[Dataset entries]
_ _ _

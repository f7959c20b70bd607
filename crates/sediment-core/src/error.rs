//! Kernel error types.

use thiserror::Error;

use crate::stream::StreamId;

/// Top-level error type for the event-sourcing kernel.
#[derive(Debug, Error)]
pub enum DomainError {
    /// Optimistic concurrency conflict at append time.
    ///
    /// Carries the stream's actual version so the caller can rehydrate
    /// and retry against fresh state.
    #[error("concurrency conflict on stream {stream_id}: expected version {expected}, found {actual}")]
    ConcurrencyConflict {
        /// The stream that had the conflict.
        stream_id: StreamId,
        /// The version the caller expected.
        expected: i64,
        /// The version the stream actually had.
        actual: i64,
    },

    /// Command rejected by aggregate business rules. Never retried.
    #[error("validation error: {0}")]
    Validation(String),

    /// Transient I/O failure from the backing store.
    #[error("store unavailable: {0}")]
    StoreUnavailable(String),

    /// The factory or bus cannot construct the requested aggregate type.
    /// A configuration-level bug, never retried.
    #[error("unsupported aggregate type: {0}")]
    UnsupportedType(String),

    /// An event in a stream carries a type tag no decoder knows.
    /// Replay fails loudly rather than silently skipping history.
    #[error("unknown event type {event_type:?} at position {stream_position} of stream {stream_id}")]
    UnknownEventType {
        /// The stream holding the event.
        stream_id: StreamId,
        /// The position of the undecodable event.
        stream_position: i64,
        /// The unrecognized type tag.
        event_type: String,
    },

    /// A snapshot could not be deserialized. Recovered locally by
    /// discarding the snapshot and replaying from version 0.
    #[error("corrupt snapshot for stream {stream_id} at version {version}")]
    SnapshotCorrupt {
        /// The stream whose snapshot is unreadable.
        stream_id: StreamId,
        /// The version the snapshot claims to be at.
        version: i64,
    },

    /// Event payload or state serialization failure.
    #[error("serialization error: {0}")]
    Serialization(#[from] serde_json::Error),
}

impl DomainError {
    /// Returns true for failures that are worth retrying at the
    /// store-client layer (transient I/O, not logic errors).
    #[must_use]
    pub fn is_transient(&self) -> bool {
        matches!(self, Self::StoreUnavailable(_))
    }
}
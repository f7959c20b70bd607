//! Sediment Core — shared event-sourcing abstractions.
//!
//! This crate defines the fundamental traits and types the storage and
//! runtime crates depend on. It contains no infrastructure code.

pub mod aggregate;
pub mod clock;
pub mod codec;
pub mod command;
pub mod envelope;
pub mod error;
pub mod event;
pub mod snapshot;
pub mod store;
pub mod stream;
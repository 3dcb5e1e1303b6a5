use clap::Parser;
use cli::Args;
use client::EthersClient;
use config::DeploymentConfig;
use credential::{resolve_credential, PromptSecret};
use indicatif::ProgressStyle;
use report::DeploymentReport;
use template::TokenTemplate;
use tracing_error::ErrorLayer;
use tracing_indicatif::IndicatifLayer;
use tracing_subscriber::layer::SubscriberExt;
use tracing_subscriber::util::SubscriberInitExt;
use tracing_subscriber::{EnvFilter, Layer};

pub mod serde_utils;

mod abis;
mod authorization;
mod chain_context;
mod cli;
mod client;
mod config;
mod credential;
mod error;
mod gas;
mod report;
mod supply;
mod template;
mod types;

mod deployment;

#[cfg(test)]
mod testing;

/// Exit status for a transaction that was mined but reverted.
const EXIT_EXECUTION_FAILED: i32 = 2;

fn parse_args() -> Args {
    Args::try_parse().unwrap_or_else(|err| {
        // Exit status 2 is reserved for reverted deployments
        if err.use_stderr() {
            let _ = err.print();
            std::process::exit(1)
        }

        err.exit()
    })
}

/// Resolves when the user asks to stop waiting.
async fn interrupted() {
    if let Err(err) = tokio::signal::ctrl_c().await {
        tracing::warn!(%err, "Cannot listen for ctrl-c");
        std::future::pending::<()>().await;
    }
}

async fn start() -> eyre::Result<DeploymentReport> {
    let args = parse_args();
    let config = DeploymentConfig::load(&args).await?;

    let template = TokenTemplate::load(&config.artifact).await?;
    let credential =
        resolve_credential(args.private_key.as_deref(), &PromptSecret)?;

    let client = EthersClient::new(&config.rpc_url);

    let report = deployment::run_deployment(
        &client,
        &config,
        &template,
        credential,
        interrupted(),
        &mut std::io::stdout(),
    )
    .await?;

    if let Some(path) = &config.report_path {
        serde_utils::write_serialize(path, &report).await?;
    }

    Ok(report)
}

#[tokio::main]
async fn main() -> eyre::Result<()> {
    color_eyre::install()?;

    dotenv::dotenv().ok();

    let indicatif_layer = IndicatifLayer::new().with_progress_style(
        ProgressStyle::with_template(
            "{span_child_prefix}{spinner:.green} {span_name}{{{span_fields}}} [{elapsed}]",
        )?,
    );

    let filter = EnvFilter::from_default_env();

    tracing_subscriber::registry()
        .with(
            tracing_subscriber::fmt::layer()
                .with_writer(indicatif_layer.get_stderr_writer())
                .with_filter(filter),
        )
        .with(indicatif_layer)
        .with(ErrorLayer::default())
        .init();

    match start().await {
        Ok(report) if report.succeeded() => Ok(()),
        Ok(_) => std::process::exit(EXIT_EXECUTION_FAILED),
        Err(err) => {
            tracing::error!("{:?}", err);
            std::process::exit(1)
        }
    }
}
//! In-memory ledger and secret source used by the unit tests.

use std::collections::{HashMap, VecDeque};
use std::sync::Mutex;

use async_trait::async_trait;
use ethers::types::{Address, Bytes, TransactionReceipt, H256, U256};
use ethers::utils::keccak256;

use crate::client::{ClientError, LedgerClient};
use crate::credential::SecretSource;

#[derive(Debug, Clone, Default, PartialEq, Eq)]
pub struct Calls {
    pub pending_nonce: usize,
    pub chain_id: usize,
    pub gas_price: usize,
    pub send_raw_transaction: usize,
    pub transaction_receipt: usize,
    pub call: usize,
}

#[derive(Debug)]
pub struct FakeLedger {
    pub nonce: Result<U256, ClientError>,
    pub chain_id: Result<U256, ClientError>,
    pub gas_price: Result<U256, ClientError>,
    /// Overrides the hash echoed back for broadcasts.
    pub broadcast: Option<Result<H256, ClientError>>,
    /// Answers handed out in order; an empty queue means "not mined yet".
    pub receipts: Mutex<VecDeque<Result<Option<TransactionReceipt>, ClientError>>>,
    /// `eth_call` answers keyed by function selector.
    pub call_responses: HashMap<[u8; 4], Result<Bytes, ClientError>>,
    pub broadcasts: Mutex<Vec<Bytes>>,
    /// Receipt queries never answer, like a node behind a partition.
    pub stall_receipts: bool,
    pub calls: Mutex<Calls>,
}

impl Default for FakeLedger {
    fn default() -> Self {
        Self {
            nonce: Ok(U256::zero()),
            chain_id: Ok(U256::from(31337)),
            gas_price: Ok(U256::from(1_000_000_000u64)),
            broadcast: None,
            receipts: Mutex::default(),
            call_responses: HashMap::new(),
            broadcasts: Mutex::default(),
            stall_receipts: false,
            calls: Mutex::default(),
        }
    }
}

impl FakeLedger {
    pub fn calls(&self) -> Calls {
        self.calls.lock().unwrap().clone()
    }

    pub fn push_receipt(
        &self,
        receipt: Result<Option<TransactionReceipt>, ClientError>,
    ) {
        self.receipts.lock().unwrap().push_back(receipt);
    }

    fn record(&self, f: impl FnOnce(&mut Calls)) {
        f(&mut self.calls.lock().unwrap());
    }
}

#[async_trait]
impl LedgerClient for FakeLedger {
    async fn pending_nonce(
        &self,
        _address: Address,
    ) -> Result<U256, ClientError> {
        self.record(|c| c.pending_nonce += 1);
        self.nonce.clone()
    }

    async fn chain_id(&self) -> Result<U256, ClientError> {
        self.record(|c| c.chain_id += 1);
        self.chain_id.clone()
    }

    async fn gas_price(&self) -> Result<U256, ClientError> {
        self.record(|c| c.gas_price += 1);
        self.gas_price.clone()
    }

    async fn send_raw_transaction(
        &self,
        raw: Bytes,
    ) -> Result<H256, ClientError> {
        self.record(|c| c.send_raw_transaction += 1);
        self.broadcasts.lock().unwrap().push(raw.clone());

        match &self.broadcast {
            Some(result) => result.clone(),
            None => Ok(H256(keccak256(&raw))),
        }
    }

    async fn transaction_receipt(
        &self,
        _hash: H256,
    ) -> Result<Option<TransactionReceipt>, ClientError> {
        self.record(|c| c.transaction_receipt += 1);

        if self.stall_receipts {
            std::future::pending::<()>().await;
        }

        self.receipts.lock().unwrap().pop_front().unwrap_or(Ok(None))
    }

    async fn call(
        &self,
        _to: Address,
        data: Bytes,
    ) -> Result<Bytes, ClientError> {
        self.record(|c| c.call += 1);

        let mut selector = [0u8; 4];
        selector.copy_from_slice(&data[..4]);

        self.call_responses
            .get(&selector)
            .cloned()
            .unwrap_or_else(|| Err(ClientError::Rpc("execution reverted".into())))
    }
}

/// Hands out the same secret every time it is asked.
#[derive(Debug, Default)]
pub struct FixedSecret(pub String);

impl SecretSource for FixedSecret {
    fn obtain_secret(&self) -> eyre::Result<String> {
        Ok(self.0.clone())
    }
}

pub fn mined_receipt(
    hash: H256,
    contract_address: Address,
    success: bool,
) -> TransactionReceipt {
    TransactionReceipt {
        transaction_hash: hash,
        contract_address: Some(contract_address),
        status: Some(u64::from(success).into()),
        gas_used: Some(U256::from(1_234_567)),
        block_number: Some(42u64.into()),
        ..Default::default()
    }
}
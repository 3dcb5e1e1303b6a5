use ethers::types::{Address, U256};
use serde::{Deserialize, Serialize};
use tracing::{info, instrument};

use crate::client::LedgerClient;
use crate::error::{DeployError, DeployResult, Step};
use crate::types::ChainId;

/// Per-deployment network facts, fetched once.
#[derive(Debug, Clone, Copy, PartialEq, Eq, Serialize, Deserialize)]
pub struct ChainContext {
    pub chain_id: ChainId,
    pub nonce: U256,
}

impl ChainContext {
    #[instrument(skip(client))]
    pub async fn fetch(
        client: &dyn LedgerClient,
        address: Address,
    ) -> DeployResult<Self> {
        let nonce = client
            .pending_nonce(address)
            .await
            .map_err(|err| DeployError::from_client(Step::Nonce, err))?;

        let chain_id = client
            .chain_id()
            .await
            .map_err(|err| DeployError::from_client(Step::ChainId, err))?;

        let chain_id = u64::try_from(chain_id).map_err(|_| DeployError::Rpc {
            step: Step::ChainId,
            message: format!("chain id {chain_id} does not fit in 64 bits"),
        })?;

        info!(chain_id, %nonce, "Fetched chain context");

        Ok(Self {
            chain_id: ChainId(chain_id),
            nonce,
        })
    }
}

_ _ _

Go through the data line by line and say how many lines contain "into". Give the number alone.

3